NAIROBI, Kenya, Mar 20 – The coronavirus pandemic has dragged the Kenyan shilling to yearly lows to sell at 106.60 against the US dollar, compared to 103.00 a week ago.
Analysts at NCBA bank say the drastic change follows a surge in demand for the safe-haven US dollar, which is considered much more stable globally, compared to the local unit.
The hit was so bad, that even the conventional currency flows from incoming tax payments could not salvage the shilling’s depreciation.
The fall of the shilling began on Thursday when it traded at 104.90 against 105.20, its lowest level since September 2015.
The local currency ceded further ground against the greenback in Friday’s early trading, with analysts attributing the fall to panic-dollar buying due to the pandemic.

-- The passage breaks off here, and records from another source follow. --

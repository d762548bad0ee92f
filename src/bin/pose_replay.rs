// src/bin/pose_replay.rs
//
// Replays a recorded session through the engine and prints one HUD line
// per frame.
//
// Usage: pose_replay <frames.jsonl> [config.json]
//
// Each input line:
//   {"t_ms": 1200, "landmarks": [{"x":..,"y":..,"visibility":..}, ...33]}
//   {"t_ms": 1233, "landmarks": null}
//   {"t_ms": 9000, "retry": true}

use std::fs;
use std::io::{BufRead, BufReader};
use std::time::Duration;

use anyhow::{bail, Context, Result};
use serde::Deserialize;
use tracing::info;

use motion_game::core::{GameConfig, LandmarkSet, ManualClock};
use motion_game::game::GameSession;
use motion_game::shell::{FrameDriver, PoseDetector};

#[derive(Debug, Deserialize)]
struct FrameRecord {
    t_ms: u64,
    #[serde(default)]
    landmarks: Option<LandmarkSet>,
    #[serde(default)]
    retry: bool,
}

/// The recording already carries detector output.
struct RecordedDetector;

impl PoseDetector for RecordedDetector {
    type Frame = FrameRecord;

    fn detect(&mut self, frame: &FrameRecord) -> Option<LandmarkSet> {
        frame.landmarks.clone()
    }
}

fn main() -> Result<()> {
    tracing_subscriber::fmt().with_writer(std::io::stderr).init();

    let args: Vec<String> = std::env::args().collect();
    if args.len() < 2 {
        bail!("usage: {} <frames.jsonl> [config.json]", args[0]);
    }

    let config = match args.get(2) {
        Some(path) => {
            let text = fs::read_to_string(path).with_context(|| format!("reading {path}"))?;
            GameConfig::from_json(&text).with_context(|| format!("loading {path}"))?
        }
        None => GameConfig::default(),
    };

    let clock = ManualClock::new();
    let session = GameSession::try_new(config, clock.clone())?;
    info!(seed = session.seed(), "replay started");
    let mut driver = FrameDriver::new(RecordedDetector, session);

    let file = fs::File::open(&args[1]).with_context(|| format!("opening {}", args[1]))?;
    for (line_no, line) in BufReader::new(file).lines().enumerate() {
        let line = line?;
        if line.trim().is_empty() {
            continue;
        }
        let record: FrameRecord = serde_json::from_str(&line)
            .with_context(|| format!("line {}: bad frame record", line_no + 1))?;

        clock.set_elapsed(Duration::from_millis(record.t_ms));
        if record.retry {
            if driver.retry() {
                println!("[{:>7}ms] -- retry --", record.t_ms);
            }
            continue;
        }

        let hud = driver.process_frame(&record);
        println!(
            "[{:>7}ms] {:<7} {} | Total: {}",
            record.t_ms,
            hud.color.name(),
            hud.status,
            hud.total_score
        );
    }

    let (_detector, session) = driver.shutdown();
    let summary = session.summary();
    info!(
        total_score = session.total_score(),
        poses_cleared = summary.poses_cleared(),
        game_over = session.is_game_over(),
        "replay finished"
    );
    for (pose, best) in summary.best_scores() {
        println!("best {pose}: {best}");
    }

    Ok(())
}
//! Game session controller.
//!
//! `GameSession::update` is called once per frame with a body in view. It
//! runs the countdown for the current pose, scores the frame with the
//! active matcher and either advances, keeps waiting, or ends the game.
//!
//! ## Lifecycle
//!
//! ```text
//! new/reset -> update* -> (TimeUp) -> GameOver ... -> reset
//! ```
//!
//! Once over, `update` is inert until `reset`. The session performs no
//! I/O and never blocks; callers serialize `update` and `reset`.

use std::time::{Duration, Instant};
use tracing::info;

use crate::core::{Clock, ConfigError, GameConfig, GameRng, LandmarkSet, MonotonicClock};
use crate::poses::PoseKind;

use super::progression::{Progression, Stage};
use super::status::FrameOutcome;
use super::summary::RunSummary;

/// One player's game, from start to game over.
///
/// ## Example
///
/// ```
/// use std::time::Duration;
/// use motion_game::core::{GameConfig, GameRng, LandmarkSet, ManualClock};
/// use motion_game::game::{FrameOutcome, GameSession};
///
/// let clock = ManualClock::new();
/// let mut session = GameSession::with_parts(GameConfig::default(), clock.clone(), GameRng::new(7));
///
/// // Nobody in the Awakening pose: the clock starts running.
/// let outcome = session.update(&LandmarkSet::new());
/// assert!(matches!(outcome, FrameOutcome::Holding { .. }));
///
/// clock.advance(Duration::from_secs(10));
/// assert_eq!(session.update(&LandmarkSet::new()), FrameOutcome::TimeUp);
/// assert!(session.is_game_over());
/// ```
#[derive(Clone, Debug)]
pub struct GameSession<C: Clock = MonotonicClock> {
    config: GameConfig,
    progression: Progression,
    rng: GameRng,
    clock: C,
    timer_start: Option<Instant>,
    total_score: u32,
    game_over: bool,
    summary: RunSummary,
}

impl GameSession<MonotonicClock> {
    /// Create a session with the default config on the system clock.
    #[must_use]
    pub fn new() -> Self {
        Self::with_config(GameConfig::default())
    }

    /// Create a session on the system clock.
    ///
    /// Panics if `config` is invalid; use `try_new` to check first.
    #[must_use]
    pub fn with_config(config: GameConfig) -> Self {
        Self::with_clock(config, MonotonicClock)
    }
}

impl Default for GameSession<MonotonicClock> {
    fn default() -> Self {
        Self::new()
    }
}

impl<C: Clock> GameSession<C> {
    /// Create a session, validating the config.
    pub fn try_new(config: GameConfig, clock: C) -> Result<Self, ConfigError> {
        config.validate()?;
        Ok(Self::with_clock(config, clock))
    }

    /// Create a session on `clock`, seeding the RNG from the config.
    ///
    /// Panics if `config` is invalid.
    #[must_use]
    pub fn with_clock(config: GameConfig, clock: C) -> Self {
        let rng = config.seed.map_or_else(GameRng::from_entropy, GameRng::new);
        Self::with_parts(config, clock, rng)
    }

    /// Create a session from explicit parts.
    ///
    /// Panics if `config` is invalid.
    #[must_use]
    pub fn with_parts(config: GameConfig, clock: C, rng: GameRng) -> Self {
        if let Err(e) = config.validate() {
            panic!("invalid game config: {e}");
        }
        let summary = RunSummary::new(clock.now());
        Self {
            progression: Progression::new(config.time_limits),
            config,
            rng,
            clock,
            timer_start: None,
            total_score: 0,
            game_over: false,
            summary,
        }
    }

    // === Accessors ===

    /// Current stage.
    #[must_use]
    pub fn stage(&self) -> Stage {
        self.progression.stage()
    }

    /// The pose the player must match.
    #[must_use]
    pub fn current_pose(&self) -> PoseKind {
        self.progression.current_pose()
    }

    /// Position in the stage 1 sequence. `None` once shuffling.
    #[must_use]
    pub fn pose_index(&self) -> Option<usize> {
        self.progression.pose_index()
    }

    /// Time budget for the current pose.
    #[must_use]
    pub fn time_limit_secs(&self) -> u32 {
        self.progression.time_limit_secs()
    }

    /// Seconds left on the current pose, without updating anything.
    ///
    /// The full budget while the timer is unarmed, 0 once the game is over.
    #[must_use]
    pub fn time_remaining(&self) -> f64 {
        if self.game_over {
            return 0.0;
        }
        let limit = f64::from(self.time_limit_secs());
        match self.timer_start {
            None => limit,
            Some(start) => (limit - self.elapsed_since(start).as_secs_f64()).max(0.0),
        }
    }

    /// Points accumulated this run.
    #[must_use]
    pub fn total_score(&self) -> u32 {
        self.total_score
    }

    /// Has the game ended?
    #[must_use]
    pub fn is_game_over(&self) -> bool {
        self.game_over
    }

    /// Session configuration.
    #[must_use]
    pub fn config(&self) -> &GameConfig {
        &self.config
    }

    /// Statistics for the current run.
    #[must_use]
    pub fn summary(&self) -> &RunSummary {
        &self.summary
    }

    /// Time since the run started (or was reset).
    #[must_use]
    pub fn run_time(&self) -> Duration {
        self.summary.run_time(self.clock.now())
    }

    /// Seed of the shuffle RNG.
    #[must_use]
    pub fn seed(&self) -> u64 {
        self.rng.seed()
    }

    // === Frame Processing ===

    /// Process one frame of landmarks.
    pub fn update(&mut self, landmarks: &LandmarkSet) -> FrameOutcome {
        if self.game_over {
            return FrameOutcome::GameOver;
        }

        let now = self.clock.now();
        let start = *self.timer_start.get_or_insert(now);
        let elapsed = now.saturating_duration_since(start);
        let remaining = f64::from(self.time_limit_secs()) - elapsed.as_secs_f64();

        if remaining <= 0.0 {
            self.game_over = true;
            info!(
                pose = %self.current_pose(),
                total_score = self.total_score,
                poses_cleared = self.summary.poses_cleared(),
                "time up, game over"
            );
            return FrameOutcome::TimeUp;
        }

        let pose = self.current_pose();
        let card = pose.evaluate(landmarks);
        let score = card.total();

        if score >= self.config.pass_threshold {
            self.total_score += score;
            self.summary.record_match(pose, score);
            info!(pose = %pose, score, total_score = self.total_score, "pose matched");

            self.progression.advance(&mut self.rng);
            self.timer_start = Some(now);
            FrameOutcome::Matched { pose, score }
        } else {
            self.summary.record_attempt(pose, score);
            FrameOutcome::Holding {
                remaining_secs: remaining,
                score,
                max_score: card.max_score(),
            }
        }
    }

    /// Restore start-of-session state.
    ///
    /// The RNG is not reseeded, so a retry sees a fresh shuffle sequence.
    pub fn reset(&mut self) {
        info!(
            total_score = self.total_score,
            was_over = self.game_over,
            "session reset"
        );
        self.progression.reset();
        self.timer_start = None;
        self.total_score = 0;
        self.game_over = false;
        self.summary = RunSummary::new(self.clock.now());
    }

    fn elapsed_since(&self, start: Instant) -> Duration {
        self.clock.now().saturating_duration_since(start)
    }
}
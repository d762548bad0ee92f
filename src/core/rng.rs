//! Deterministic random number generation for pose selection.
//!
//! ## Key Features
//!
//! - **Deterministic**: Same seed produces identical sequence
//! - **Injectable**: Sessions take a `GameRng` instead of reading a global
//!   generator, so shuffle draws can be replayed in tests
//!
//! ```
//! use motion_game::core::GameRng;
//!
//! let mut rng1 = GameRng::new(42);
//! let mut rng2 = GameRng::new(42);
//!
//! assert_eq!(rng1.gen_range_usize(0..8), rng2.gen_range_usize(0..8));
//! ```

use rand::{Rng, SeedableRng};
use rand_chacha::ChaCha8Rng;

/// Deterministic RNG backing the stage 2 shuffle.
///
/// Uses ChaCha8 for speed while maintaining cryptographic quality randomness.
#[derive(Clone, Debug)]
pub struct GameRng {
    inner: ChaCha8Rng,
    seed: u64,
}

impl GameRng {
    /// Create a new RNG with the given seed.
    #[must_use]
    pub fn new(seed: u64) -> Self {
        Self {
            inner: ChaCha8Rng::seed_from_u64(seed),
            seed,
        }
    }

    /// Create an RNG seeded from OS entropy.
    ///
    /// The drawn seed is still recorded, so a surprising run can be
    /// reproduced from `seed()`.
    #[must_use]
    pub fn from_entropy() -> Self {
        Self::new(rand::random())
    }

    /// The seed this generator started from.
    #[must_use]
    pub fn seed(&self) -> u64 {
        self.seed
    }

    /// Generate a random usize in the given range.
    pub fn gen_range_usize(&mut self, range: std::ops::Range<usize>) -> usize {
        self.inner.gen_range(range)
    }
}
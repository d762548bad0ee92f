//! The I/O shell around the engine.
//!
//! A host constructs its detector, moves it into a `FrameDriver` together
//! with a `GameSession`, feeds frames, draws the returned `HudLine`, and
//! finally calls `shutdown()` to take the detector back for release.
//! Camera capture and drawing stay with the host.

pub mod detector;
pub mod driver;

pub use detector::{PoseDetector, ScriptedDetector};
pub use driver::{FrameDriver, HudLine};
//! Game configuration.
//!
//! Defaults reproduce the tuned game: 10 seconds for the first pose,
//! one second less per stage 1 pose down to a 3 second floor, 3 seconds
//! per shuffle pose, and a pass mark of 6 points.

use serde::{Deserialize, Serialize};

use super::error::ConfigError;

/// Highest score any pose can award.
pub const MAX_POSE_SCORE: u32 = 10;

/// Per-pose time budget schedule, in whole seconds.
#[derive(Clone, Copy, Debug, PartialEq, Eq, Serialize, Deserialize)]
#[serde(default)]
pub struct TimeLimits {
    /// Limit for the first stage 1 pose.
    pub initial_secs: u32,

    /// Reduction applied for each later stage 1 pose.
    pub step_secs: u32,

    /// Stage 1 limits never drop below this.
    pub floor_secs: u32,

    /// Limit for every stage 2 (shuffle) pose.
    pub shuffle_secs: u32,
}

impl Default for TimeLimits {
    fn default() -> Self {
        Self {
            initial_secs: 10,
            step_secs: 1,
            floor_secs: 3,
            shuffle_secs: 3,
        }
    }
}

impl TimeLimits {
    /// Limit for the stage 1 pose at `index`.
    ///
    /// ```
    /// use motion_game::core::TimeLimits;
    ///
    /// let limits = TimeLimits::default();
    /// let seq: Vec<_> = (0..9).map(|i| limits.for_sequence_index(i)).collect();
    /// assert_eq!(seq, vec![10, 9, 8, 7, 6, 5, 4, 3, 3]);
    /// ```
    #[must_use]
    pub fn for_sequence_index(&self, index: usize) -> u32 {
        let index = u32::try_from(index).unwrap_or(u32::MAX);
        self.initial_secs
            .saturating_sub(self.step_secs.saturating_mul(index))
            .max(self.floor_secs)
    }
}

/// Complete game configuration.
#[derive(Clone, Debug, PartialEq, Eq, Serialize, Deserialize)]
#[serde(default)]
pub struct GameConfig {
    /// Time budget schedule.
    pub time_limits: TimeLimits,

    /// Minimum pose score that counts as a match.
    pub pass_threshold: u32,

    /// Seed for the shuffle RNG. `None` seeds from entropy.
    pub seed: Option<u64>,
}

impl Default for GameConfig {
    fn default() -> Self {
        Self {
            time_limits: TimeLimits::default(),
            pass_threshold: 6,
            seed: None,
        }
    }
}

impl GameConfig {
    /// Parse a JSON config and validate it.
    ///
    /// Missing fields take their defaults.
    pub fn from_json(json: &str) -> Result<Self, ConfigError> {
        let config: Self = serde_json::from_str(json)?;
        config.validate()?;
        Ok(config)
    }

    /// Set a fixed RNG seed.
    #[must_use]
    pub fn with_seed(mut self, seed: u64) -> Self {
        self.seed = Some(seed);
        self
    }

    /// Set the pass threshold.
    #[must_use]
    pub fn with_pass_threshold(mut self, threshold: u32) -> Self {
        self.pass_threshold = threshold;
        self
    }

    /// Set the time budget schedule.
    #[must_use]
    pub fn with_time_limits(mut self, limits: TimeLimits) -> Self {
        self.time_limits = limits;
        self
    }

    /// Check the config describes a playable game.
    pub fn validate(&self) -> Result<(), ConfigError> {
        let limits = &self.time_limits;
        if limits.floor_secs == 0 {
            return Err(ConfigError::ZeroFloor);
        }
        if limits.shuffle_secs == 0 {
            return Err(ConfigError::ZeroShuffleLimit);
        }
        if limits.initial_secs < limits.floor_secs {
            return Err(ConfigError::InitialBelowFloor {
                initial: limits.initial_secs,
                floor: limits.floor_secs,
            });
        }
        if self.pass_threshold == 0 || self.pass_threshold > MAX_POSE_SCORE {
            return Err(ConfigError::PassThreshold(self.pass_threshold));
        }
        Ok(())
    }
}
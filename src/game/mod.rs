//! Game flow: stage progression, the per-frame session controller, and
//! the status it reports.
//!
//! ## Key Types
//!
//! - `Progression`: Stage 1 sequence, then stage 2 shuffle
//! - `GameSession`: Countdown, scoring, pass/fail and score accumulation
//! - `FrameOutcome`: What one `update()` did, with text and color
//! - `RunSummary`: Poses cleared and best scores for the current run

pub mod progression;
pub mod session;
pub mod status;
pub mod summary;

pub use progression::{Progression, Stage, Transition};
pub use session::GameSession;
pub use status::{ColorTag, FrameOutcome};
pub use summary::RunSummary;
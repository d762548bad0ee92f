//! Target poses and their matchers.
//!
//! ## Key Types
//!
//! - `PoseKind`: The eight target poses, in stage 1 order
//! - `PoseDefinition`: Static record (kind, number, name)
//! - `Scorecard`: Per-criterion breakdown of one matcher run
//!
//! Matchers are pure functions `&LandmarkSet -> Scorecard`. Dispatch goes
//! through `PoseKind::evaluate`, so no function pointers are stored.

pub mod definition;
pub mod matchers;
pub mod scorecard;

pub use definition::{PoseDefinition, PoseKind};
pub use scorecard::{Criterion, Scorecard};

“We expect trading to remain rather volatile ahead of the weekend, with the direction of the US-Kenya Shilling pair remaining at the mercy of broader market sentiments,” an NCBA analyst told Capital Business.
The shilling is not alone; a basket of other currencies around the world has felt the impact, including the British Pound which on Wednesday fell to its lowest level against the US dollar since 1985.
The BBC attributed the fall in the sterling pound to the spread of the pandemic, saying it spooked investors.
Other currencies that have taken a hit from the pandemic time and time against include those of China, Australia, New Zealand, Singapore and Taiwan.
The US dollar, however, seems to benefit from this pandemic with analysts noting steady strengthening.
On Thursday, the US dollar strengthened for the third day straight, with economists saying worries about the economic fallout from the coronavirus had been boosting dollar demand.
This is despite recent steps by world central banks aimed at alleviating market stress.